Exercise prompt >>
Stopping at the line that holds "return None;", repeat the lines below exactly, starting from the very first and including that final line.

Data shown >>

________________________

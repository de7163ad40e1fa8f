//! Tree optimizer.
//!
//! Rewrites a raw parse tree into its canonical form:
//!
//! - empty text nodes are dropped
//! - groups left without children are dropped
//! - `none` groups nested in another group are spliced into their parent
//! - consecutive text siblings are merged into one text node
//!
//! The rewrite is a pure bottom-up rebuild. Returning `None` means the node
//! disappears and the parent leaves it out of its rebuilt child list.

use crate::{Group, Node};

/// Optimizes a node, returning `None` if it carries no content.
///
/// Idempotent: optimizing an already optimized tree returns an equal tree.
pub fn optimize(node: Node) -> Option<Node> {
    match node {
        Node::Text(value) if value.is_empty() => None,
        Node::Text(value) => Some(Node::Text(value)),
        Node::Inserter(inserter) => Some(Node::Inserter(inserter)),
        Node::Group(Group { modifier, children }) => {
            let mut flattened = Vec::with_capacity(children.len());
            for child in children.into_iter().filter_map(optimize) {
                match child {
                    Node::Group(group) if group.modifier.is_transparent() => {
                        flattened.extend(group.children);
                    }
                    other => flattened.push(other),
                }
            }

            if flattened.is_empty() {
                return None;
            }

            Some(Node::group(modifier, merge_text_runs(flattened)))
        }
    }
}

/// Optimizes a document root.
///
/// A root that optimizes away becomes an empty `none` group, the empty
/// document.
pub fn optimize_document(root: Node) -> Node {
    optimize(root).unwrap_or_else(|| Node::root(Vec::new()))
}

/// Returns true if `root` satisfies every invariant [`optimize`] establishes.
///
/// An empty `none` group is accepted at the root, as produced by
/// [`optimize_document`] for empty input.
pub fn is_optimized(root: &Node) -> bool {
    match root {
        Node::Group(group) if group.modifier.is_transparent() && group.children.is_empty() => true,
        node => is_canonical(node),
    }
}

fn is_canonical(node: &Node) -> bool {
    match node {
        Node::Text(value) => !value.is_empty(),
        Node::Inserter(_) => true,
        Node::Group(group) => {
            if group.children.is_empty() {
                return false;
            }
            if group.children.iter().any(Node::is_transparent_group) {
                return false;
            }
            if group
                .children
                .windows(2)
                .any(|pair| pair[0].is_text() && pair[1].is_text())
            {
                return false;
            }
            group.children.iter().all(is_canonical)
        }
    }
}

fn merge_text_runs(children: Vec<Node>) -> Vec<Node> {
    let mut merged: Vec<Node> = Vec::with_capacity(children.len());

    for child in children {
        if let Node::Text(value) = &child {
            if let Some(Node::Text(run)) = merged.last_mut() {
                run.push_str(value);
                continue;
            }
        }
        merged.push(child);
    }

    merged
}
//! Output formatters.
//!
//! - [`to_plain_text`] - Strips styling, keeps text and line breaks
//! - [`to_html`] - Minimal HTML fragment
//! - [`to_tree`] - Indented AST dump for debugging

mod html;
mod plain;
mod tree;

pub use html::to_html;
pub use plain::to_plain_text;
pub use tree::to_tree;

/// Text standing in for the brand mark in text-only targets.
pub const BRAND_NAME: &str = "helpwave";
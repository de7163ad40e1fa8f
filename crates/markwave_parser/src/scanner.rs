//! Cursor over a source string.

/// Explicit scanner state: the source and a byte position into it.
///
/// The position always sits on a `char` boundary.
#[derive(Debug, Clone)]
pub struct Scanner<'s> {
    source: &'s str,
    position: usize,
}

impl<'s> Scanner<'s> {
    /// Creates a scanner at the start of `source`.
    pub const fn new(source: &'s str) -> Self {
        Self {
            source,
            position: 0,
        }
    }

    /// Current byte offset.
    #[inline]
    pub const fn position(&self) -> usize {
        self.position
    }

    /// Moves the cursor back to a position obtained from [`Scanner::position`].
    #[inline]
    pub fn reset(&mut self, position: usize) {
        debug_assert!(self.source.is_char_boundary(position));
        self.position = position;
    }

    /// The unconsumed suffix.
    #[inline]
    pub fn rest(&self) -> &'s str {
        &self.source[self.position..]
    }

    /// Returns the next character without consuming it.
    #[inline]
    pub fn peek(&self) -> Option<char> {
        self.rest().chars().next()
    }

    /// Consumes and returns the next character.
    pub fn advance(&mut self) -> Option<char> {
        let c = self.peek()?;
        self.position += c.len_utf8();
        Some(c)
    }

    /// Consumes `literal` if the unconsumed suffix starts with it.
    pub fn match_literal(&mut self, literal: &str) -> bool {
        if self.rest().starts_with(literal) {
            self.position += literal.len();
            true
        } else {
            false
        }
    }

    /// Byte offset of the next `c`, relative to the cursor.
    #[inline]
    pub fn find(&self, c: char) -> Option<usize> {
        self.rest().find(c)
    }

    /// Consumes `len` bytes and returns them.
    pub fn take(&mut self, len: usize) -> &'s str {
        let taken = &self.rest()[..len];
        self.position += len;
        taken
    }

    /// Consumes everything that is left.
    pub fn take_rest(&mut self) -> &'s str {
        let taken = self.rest();
        self.position = self.source.len();
        taken
    }
}
//! End-to-end scenarios through the public entry point.

use markwave_core::{Markup, MarkupConfig, Modifier, PresentationUnit, render_markup};
use pretty_assertions::assert_eq;
use rstest::rstest;

fn text(value: &str) -> PresentationUnit {
    PresentationUnit::text(value)
}

fn styled(style: Modifier, children: Vec<PresentationUnit>) -> PresentationUnit {
    PresentationUnit::styled(style, children)
}

#[test]
fn renders_the_showcase_string() {
    let units = render_markup("\\helpwave \\i{italic} \\{Escape\\} \\\\ \\b{bold}");

    assert_eq!(
        units,
        vec![
            PresentationUnit::Brand,
            text(" "),
            styled(Modifier::Italic, vec![text("italic")]),
            text(" {Escape} \\ "),
            styled(Modifier::Bold, vec![text("bold")]),
        ]
    );
}

#[rstest]
#[case::escaped_backslash("\\\\", vec![text("\\")])]
#[case::escaped_open("\\{", vec![text("{")])]
#[case::escaped_close("\\}", vec![text("}")])]
#[case::brand_only("\\helpwave", vec![PresentationUnit::Brand])]
#[case::line_break("a\\newlineb", vec![text("a"), PresentationUnit::Break, text("b")])]
#[case::unknown_modifier("\\unknown{x}", vec![text("\\unknown{x}")])]
#[case::unknown_command("\\q", vec![text("q")])]
#[case::unterminated("\\i{open", vec![text("\\i{open")])]
#[case::empty("", vec![])]
#[case::empty_style("\\secondary{}", vec![])]
fn renders(#[case] input: &str, #[case] expected: Vec<PresentationUnit>) {
    assert_eq!(render_markup(input), expected);
}

#[rstest]
#[case::spaces("   ")]
#[case::tabs_and_spaces(" \t ")]
#[case::newlines("\n\r\n")]
fn blank_input_renders_nothing(#[case] input: &str) {
    assert!(render_markup(input).is_empty());
}

#[test]
fn whitespace_between_commands_survives() {
    assert_eq!(
        render_markup("  \\helpwave  "),
        vec![text("  "), PresentationUnit::Brand, text("  ")]
    );
}

#[test]
fn styles_nest_and_mix() {
    let units = render_markup("\\space{\\negative{-1}, \\positive{+1}}");

    assert_eq!(
        units,
        vec![styled(
            Modifier::FontVariant,
            vec![
                styled(Modifier::Negative, vec![text("-1")]),
                text(", "),
                styled(Modifier::Positive, vec![text("+1")]),
            ]
        )]
    );
}

#[test]
fn depth_cap_from_config() {
    let config = MarkupConfig::from_json(r#"{ "maxDepth": 2 }"#).unwrap();
    let markup = Markup::new(&config).unwrap();

    let units = markup.render("\\b{\\i{\\u{x}}}");

    assert_eq!(
        units,
        vec![styled(
            Modifier::Bold,
            vec![styled(Modifier::Italic, vec![text("\\u{x}")])]
        )]
    );
}

#[test]
fn hostile_nesting_does_not_exhaust_the_stack() {
    let depth = 100_000;
    let input = format!("{}x{}", "\\b{".repeat(depth), "}".repeat(depth));

    let units = render_markup(&input);

    let mut levels = 0;
    let mut current = &units;
    while let [PresentationUnit::Styled { children, .. }] = current.as_slice() {
        levels += 1;
        current = children;
    }
    assert_eq!(levels, MarkupConfig::new().max_depth);
}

________________________

Response below >>
repository de7163ad40e1fa8f
//! Tree optimizer.
//!
//! Rewrites a raw parse tree into its canonical form:
//!
//! - empty text nodes are dropped
//! - groups left without children are dropped
//! - `none` groups nested in another group are spliced into their parent
//! - consecutive text siblings are merged into one text node
//!
//! The rewrite is a pure bottom-up rebuild. Returning `None` means the node
//! disappears and the parent leaves it out of its rebuilt child list.

use crate::{Group, Node};

/// Optimizes a node, returning `None` if it carries no content.
///
/// Idempotent: optimizing an already optimized tree returns an equal tree.
pub fn optimize(node: Node) -> Option<Node> {
    match node {
        Node::Text(value) if value.is_empty() => None,
        Node::Text(value) => Some(Node::Text(value)),
        Node::Inserter(inserter) => Some(Node::Inserter(inserter)),
        Node::Group(Group { modifier, children }) => {
            let mut flattened = Vec::with_capacity(children.len());
            for child in children.into_iter().filter_map(optimize) {
                match child {
                    Node::Group(group) if group.modifier.is_transparent() => {
                        flattened.extend(group.children);
                    }
                    other => flattened.push(other),
                }
            }

            if flattened.is_empty() {
                return None;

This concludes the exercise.